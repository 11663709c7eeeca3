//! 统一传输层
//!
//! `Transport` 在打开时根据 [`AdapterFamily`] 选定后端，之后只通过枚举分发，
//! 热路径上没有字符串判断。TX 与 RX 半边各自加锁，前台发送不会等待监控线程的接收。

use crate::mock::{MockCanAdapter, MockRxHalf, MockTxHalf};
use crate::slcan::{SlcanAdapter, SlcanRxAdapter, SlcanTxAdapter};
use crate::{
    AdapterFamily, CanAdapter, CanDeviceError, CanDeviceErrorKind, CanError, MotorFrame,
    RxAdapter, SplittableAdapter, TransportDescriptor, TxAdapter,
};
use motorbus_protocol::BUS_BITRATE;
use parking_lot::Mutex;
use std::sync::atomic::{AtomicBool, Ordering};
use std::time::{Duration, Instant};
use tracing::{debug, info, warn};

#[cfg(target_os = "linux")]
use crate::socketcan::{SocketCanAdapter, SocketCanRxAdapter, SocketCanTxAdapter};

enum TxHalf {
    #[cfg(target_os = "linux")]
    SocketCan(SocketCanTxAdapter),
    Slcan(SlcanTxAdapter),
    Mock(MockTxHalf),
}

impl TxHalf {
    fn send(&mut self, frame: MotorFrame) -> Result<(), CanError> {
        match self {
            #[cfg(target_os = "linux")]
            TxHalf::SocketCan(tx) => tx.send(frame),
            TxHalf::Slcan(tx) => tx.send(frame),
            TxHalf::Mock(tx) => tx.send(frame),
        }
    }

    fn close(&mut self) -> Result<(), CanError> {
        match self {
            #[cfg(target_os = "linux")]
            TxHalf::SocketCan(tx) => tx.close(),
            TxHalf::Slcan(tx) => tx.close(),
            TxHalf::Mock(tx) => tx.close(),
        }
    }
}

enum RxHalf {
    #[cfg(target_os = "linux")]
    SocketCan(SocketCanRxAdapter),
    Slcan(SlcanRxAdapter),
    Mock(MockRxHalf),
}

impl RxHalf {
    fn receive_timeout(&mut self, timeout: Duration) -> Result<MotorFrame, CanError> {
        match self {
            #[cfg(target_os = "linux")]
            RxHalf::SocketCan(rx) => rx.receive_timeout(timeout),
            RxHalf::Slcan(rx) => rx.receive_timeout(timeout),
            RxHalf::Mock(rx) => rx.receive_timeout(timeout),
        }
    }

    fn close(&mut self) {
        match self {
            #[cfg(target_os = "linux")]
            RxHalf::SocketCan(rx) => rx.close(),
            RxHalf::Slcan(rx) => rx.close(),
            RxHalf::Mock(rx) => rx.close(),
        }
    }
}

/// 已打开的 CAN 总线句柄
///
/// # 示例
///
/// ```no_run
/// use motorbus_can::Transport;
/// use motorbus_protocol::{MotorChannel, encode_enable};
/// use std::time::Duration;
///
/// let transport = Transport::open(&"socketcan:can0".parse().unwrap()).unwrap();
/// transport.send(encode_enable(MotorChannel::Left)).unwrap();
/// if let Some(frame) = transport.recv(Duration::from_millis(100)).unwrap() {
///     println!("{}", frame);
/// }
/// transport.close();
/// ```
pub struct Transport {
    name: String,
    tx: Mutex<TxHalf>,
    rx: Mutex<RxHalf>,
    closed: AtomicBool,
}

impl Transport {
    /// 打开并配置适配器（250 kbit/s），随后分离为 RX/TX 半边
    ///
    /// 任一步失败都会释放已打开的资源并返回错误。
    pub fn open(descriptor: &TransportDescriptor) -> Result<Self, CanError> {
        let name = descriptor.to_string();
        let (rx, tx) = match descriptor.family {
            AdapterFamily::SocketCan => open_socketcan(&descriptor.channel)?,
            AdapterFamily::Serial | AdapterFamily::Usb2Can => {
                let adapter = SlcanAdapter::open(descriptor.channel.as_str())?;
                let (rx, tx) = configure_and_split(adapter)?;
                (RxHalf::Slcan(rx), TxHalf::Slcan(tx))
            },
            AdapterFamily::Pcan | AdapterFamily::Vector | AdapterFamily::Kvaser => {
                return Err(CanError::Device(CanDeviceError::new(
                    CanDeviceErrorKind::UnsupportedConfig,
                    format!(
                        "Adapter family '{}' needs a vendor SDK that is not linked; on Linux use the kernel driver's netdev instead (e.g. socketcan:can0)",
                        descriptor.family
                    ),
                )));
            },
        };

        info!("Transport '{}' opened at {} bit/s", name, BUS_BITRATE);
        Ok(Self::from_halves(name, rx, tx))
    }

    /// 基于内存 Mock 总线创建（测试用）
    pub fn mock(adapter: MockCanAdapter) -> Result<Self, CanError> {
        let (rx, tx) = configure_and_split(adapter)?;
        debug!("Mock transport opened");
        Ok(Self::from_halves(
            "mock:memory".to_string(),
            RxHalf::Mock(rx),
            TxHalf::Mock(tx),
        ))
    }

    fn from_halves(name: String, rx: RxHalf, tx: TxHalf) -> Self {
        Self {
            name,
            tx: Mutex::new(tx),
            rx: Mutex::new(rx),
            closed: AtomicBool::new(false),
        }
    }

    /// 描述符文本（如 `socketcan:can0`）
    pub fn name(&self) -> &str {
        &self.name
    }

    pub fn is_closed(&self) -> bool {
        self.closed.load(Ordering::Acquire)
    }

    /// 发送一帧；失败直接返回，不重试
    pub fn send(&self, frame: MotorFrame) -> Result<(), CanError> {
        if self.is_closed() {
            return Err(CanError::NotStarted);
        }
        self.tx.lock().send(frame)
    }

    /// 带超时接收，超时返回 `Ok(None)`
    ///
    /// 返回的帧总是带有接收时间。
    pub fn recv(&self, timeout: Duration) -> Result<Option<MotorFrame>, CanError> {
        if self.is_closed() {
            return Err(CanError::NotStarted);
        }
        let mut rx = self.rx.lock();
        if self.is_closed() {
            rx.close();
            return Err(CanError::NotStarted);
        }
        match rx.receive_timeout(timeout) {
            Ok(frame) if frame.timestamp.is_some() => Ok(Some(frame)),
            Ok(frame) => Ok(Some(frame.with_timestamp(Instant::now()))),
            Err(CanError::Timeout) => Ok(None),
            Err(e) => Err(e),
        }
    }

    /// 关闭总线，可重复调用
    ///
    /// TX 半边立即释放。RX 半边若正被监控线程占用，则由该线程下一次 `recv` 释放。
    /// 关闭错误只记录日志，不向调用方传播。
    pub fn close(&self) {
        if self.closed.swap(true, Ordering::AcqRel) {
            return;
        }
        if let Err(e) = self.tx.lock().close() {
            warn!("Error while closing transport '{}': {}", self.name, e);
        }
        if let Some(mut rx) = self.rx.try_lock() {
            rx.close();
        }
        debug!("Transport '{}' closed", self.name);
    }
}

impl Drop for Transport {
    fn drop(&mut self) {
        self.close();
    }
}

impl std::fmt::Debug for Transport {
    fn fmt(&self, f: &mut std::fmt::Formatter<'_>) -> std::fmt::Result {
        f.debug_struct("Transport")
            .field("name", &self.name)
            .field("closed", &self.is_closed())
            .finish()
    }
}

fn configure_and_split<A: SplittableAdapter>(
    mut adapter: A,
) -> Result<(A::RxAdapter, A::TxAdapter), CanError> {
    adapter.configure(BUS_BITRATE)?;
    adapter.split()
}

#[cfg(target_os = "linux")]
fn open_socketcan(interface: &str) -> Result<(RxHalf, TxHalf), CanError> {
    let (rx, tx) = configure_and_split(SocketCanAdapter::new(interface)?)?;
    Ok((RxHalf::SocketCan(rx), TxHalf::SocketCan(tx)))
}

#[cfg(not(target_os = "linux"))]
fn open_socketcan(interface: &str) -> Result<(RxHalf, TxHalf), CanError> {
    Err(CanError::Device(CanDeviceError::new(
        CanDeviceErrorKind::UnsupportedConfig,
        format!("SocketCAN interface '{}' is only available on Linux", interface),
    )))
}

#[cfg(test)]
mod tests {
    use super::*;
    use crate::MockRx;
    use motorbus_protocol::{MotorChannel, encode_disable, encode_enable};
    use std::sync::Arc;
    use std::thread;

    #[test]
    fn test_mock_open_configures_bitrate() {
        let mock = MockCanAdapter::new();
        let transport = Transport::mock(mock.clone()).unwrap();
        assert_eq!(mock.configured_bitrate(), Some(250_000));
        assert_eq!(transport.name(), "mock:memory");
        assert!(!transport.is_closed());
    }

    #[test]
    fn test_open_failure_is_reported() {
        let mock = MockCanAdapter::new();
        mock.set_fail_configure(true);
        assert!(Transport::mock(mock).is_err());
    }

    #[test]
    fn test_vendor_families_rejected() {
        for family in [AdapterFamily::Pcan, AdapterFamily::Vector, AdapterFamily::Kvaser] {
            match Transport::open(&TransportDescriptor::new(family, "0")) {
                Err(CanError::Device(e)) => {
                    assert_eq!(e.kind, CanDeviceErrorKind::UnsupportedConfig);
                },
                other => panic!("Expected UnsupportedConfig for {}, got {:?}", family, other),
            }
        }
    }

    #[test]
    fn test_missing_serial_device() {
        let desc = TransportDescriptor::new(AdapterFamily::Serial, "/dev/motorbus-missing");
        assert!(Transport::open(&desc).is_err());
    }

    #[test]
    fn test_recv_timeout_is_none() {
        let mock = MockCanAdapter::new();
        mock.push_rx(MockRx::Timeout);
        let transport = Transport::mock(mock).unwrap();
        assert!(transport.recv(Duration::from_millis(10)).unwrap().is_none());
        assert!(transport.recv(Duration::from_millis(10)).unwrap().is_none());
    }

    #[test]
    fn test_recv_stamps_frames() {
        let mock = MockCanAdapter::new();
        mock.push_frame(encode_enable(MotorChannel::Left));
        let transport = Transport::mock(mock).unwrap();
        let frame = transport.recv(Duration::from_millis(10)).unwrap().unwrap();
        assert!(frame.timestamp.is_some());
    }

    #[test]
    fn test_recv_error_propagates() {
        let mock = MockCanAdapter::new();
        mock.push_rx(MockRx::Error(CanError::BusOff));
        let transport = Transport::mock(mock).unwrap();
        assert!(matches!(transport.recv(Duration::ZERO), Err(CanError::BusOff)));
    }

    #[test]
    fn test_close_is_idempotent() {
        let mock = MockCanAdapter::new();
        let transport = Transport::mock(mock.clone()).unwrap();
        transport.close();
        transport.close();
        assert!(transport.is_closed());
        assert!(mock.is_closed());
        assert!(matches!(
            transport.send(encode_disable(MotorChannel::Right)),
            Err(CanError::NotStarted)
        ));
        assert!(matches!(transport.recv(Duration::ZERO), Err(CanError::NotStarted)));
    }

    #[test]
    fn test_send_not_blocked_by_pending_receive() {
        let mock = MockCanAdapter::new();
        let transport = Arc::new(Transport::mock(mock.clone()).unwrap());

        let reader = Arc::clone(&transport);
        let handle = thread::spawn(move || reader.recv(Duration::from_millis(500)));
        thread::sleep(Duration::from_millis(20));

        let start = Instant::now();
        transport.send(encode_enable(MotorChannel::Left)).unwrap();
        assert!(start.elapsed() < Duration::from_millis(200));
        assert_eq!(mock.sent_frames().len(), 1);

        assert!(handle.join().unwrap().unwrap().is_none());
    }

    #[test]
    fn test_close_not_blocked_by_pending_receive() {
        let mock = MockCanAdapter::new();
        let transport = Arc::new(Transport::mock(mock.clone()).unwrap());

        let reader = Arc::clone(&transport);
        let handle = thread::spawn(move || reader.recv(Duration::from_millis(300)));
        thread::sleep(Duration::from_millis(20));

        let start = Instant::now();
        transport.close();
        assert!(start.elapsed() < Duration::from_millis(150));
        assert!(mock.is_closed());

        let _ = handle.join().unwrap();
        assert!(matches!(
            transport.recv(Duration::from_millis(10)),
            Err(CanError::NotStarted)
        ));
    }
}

· · · · ·

# Task to carry out
Print exactly the lines that run from the line containing "assert!(transport.is_closed());" to the end of the data, both ends included.

# Response box
        assert!(transport.is_closed());
        assert!(mock.is_closed());
        assert!(matches!(
            transport.send(encode_disable(MotorChannel::Right)),
            Err(CanError::NotStarted)
        ));
        assert!(matches!(transport.recv(Duration::ZERO), Err(CanError::NotStarted)));
    }

    #[test]
    fn test_send_not_blocked_by_pending_receive() {
        let mock = MockCanAdapter::new();
        let transport = Arc::new(Transport::mock(mock.clone()).unwrap());

        let reader = Arc::clone(&transport);
        let handle = thread::spawn(move || reader.recv(Duration::from_millis(500)));
        thread::sleep(Duration::from_millis(20));

        let start = Instant::now();
        transport.send(encode_enable(MotorChannel::Left)).unwrap();
        assert!(start.elapsed() < Duration::from_millis(200));
        assert_eq!(mock.sent_frames().len(), 1);

        assert!(handle.join().unwrap().unwrap().is_none());
    }

    #[test]
    fn test_close_not_blocked_by_pending_receive() {
        let mock = MockCanAdapter::new();
        let transport = Arc::new(Transport::mock(mock.clone()).unwrap());

        let reader = Arc::clone(&transport);
        let handle = thread::spawn(move || reader.recv(Duration::from_millis(300)));
        thread::sleep(Duration::from_millis(20));

        let start = Instant::now();
        transport.close();
        assert!(start.elapsed() < Duration::from_millis(150));
        assert!(mock.is_closed());

        let _ = handle.join().unwrap();
        assert!(matches!(
            transport.recv(Duration::from_millis(10)),
            Err(CanError::NotStarted)
        ));
    }
}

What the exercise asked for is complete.